Disconnection-Aware Triple Transformer Loop with a Route-Penalty Score for Multistep Retrosynthesis
Computer-aided synthesis planning (CASP) plays a crucial role in automating retrosynthetic analyses of unseen molecules by learning organic reactivity from literature. To address the challenges of (1) proposing realistic disconnections while maintaining reaction novelty and diversity, and (2) exploring efficient short synthetic sequences, we present an innovative open-source CASP tool.
Our approach uses a triple transformer loop (TTL) that separately predicts starting materials (T1), reagents (T2), and products (T3). It explores multiple disconnections sites through a combination of exhaustive, template-based, and transformer-based tagging procedures prior to T1, allowing an extensive chemical space exploration.

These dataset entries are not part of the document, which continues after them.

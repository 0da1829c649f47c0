use serde::{Deserialize, Serialize};

/// 应用配置结构体
#[derive(Debug, Clone, Serialize, Deserialize)]
pub struct AppConfig {
    pub app: AppSettings,
    pub server: ServerConfig,
    pub jwt: JwtConfig,
    pub database: DatabaseConfig,
    pub argon2: Argon2Config,
    pub cors: CorsConfig,
}

/// 应用设置
#[derive(Debug, Clone, Serialize, Deserialize)]
pub struct AppSettings {
    pub system_name: String,
    pub environment: String,
    pub log_level: String,
}

/// 服务器配置
#[derive(Debug, Clone, Serialize, Deserialize)]
pub struct ServerConfig {
    pub host: String,
    pub port: u16,
    pub unix_socket_path: String,
    pub workers: usize,
    pub max_workers: usize,
    pub timeouts: TimeoutConfig,
    pub limits: LimitConfig,
}

/// 超时配置
#[derive(Debug, Clone, Serialize, Deserialize)]
pub struct TimeoutConfig {
    pub client_request: u64,
    pub client_disconnect: u64,
    pub keep_alive: u64,
}

/// 限制配置
#[derive(Debug, Clone, Serialize, Deserialize)]
pub struct LimitConfig {
    pub max_payload_size: usize,
}

/// JWT 配置
#[derive(Debug, Clone, Serialize, Deserialize)]
pub struct JwtConfig {
    #[serde(skip_serializing, default)] // 不序列化到JSON响应中
    pub secret: String,
    pub access_token_expiry: i64,
    pub refresh_token_expiry: i64,
    pub refresh_token_remember_me_expiry: i64,
}

/// 数据库配置
#[derive(Debug, Clone, Serialize, Deserialize)]
pub struct DatabaseConfig {
    pub url: String,    // 数据库连接 URL（从 scheme 自动推断类型）
    pub pool_size: u32, // 连接池大小
    pub timeout: u64,   // 连接超时 (秒)
}

/// Argon2 哈希参数配置
#[derive(Debug, Clone, Serialize, Deserialize)]
pub struct Argon2Config {
    pub memory_cost: u32,
    pub time_cost: u32,
    pub parallelism: u32,
}

/// CORS 配置
#[derive(Debug, Clone, Serialize, Deserialize)]
pub struct CorsConfig {
    pub allowed_origins: Vec<String>,
    pub allowed_methods: Vec<String>,
    pub allowed_headers: Vec<String>,
    pub max_age: usize,
}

Furthermore, we integrate the single-step TTL into a multistep tree search algorithm (TTLA) that prioritizes sequences based on a route penalty score (RPScore). The RPScore considers factors such as the number of steps, confidence scores, and the simplicity of intermediates along the route. This scoring scheme enables TTLA to prioritize shorter synthetic routes to readily available commercial starting materials during the tree search exploration. The effectiveness of our approach is demonstrated by showcasing retrosynthetic analyses of recently approved drugs.
Overall, our open-source multistep retrosynthesis tool provides a broader chemical space exploration in synthesis planning and can predict short synthetic routes for drug-like molecules. Moreover, separating the prediction of starting material and reagents might be adapted to more complex reaction types.[1]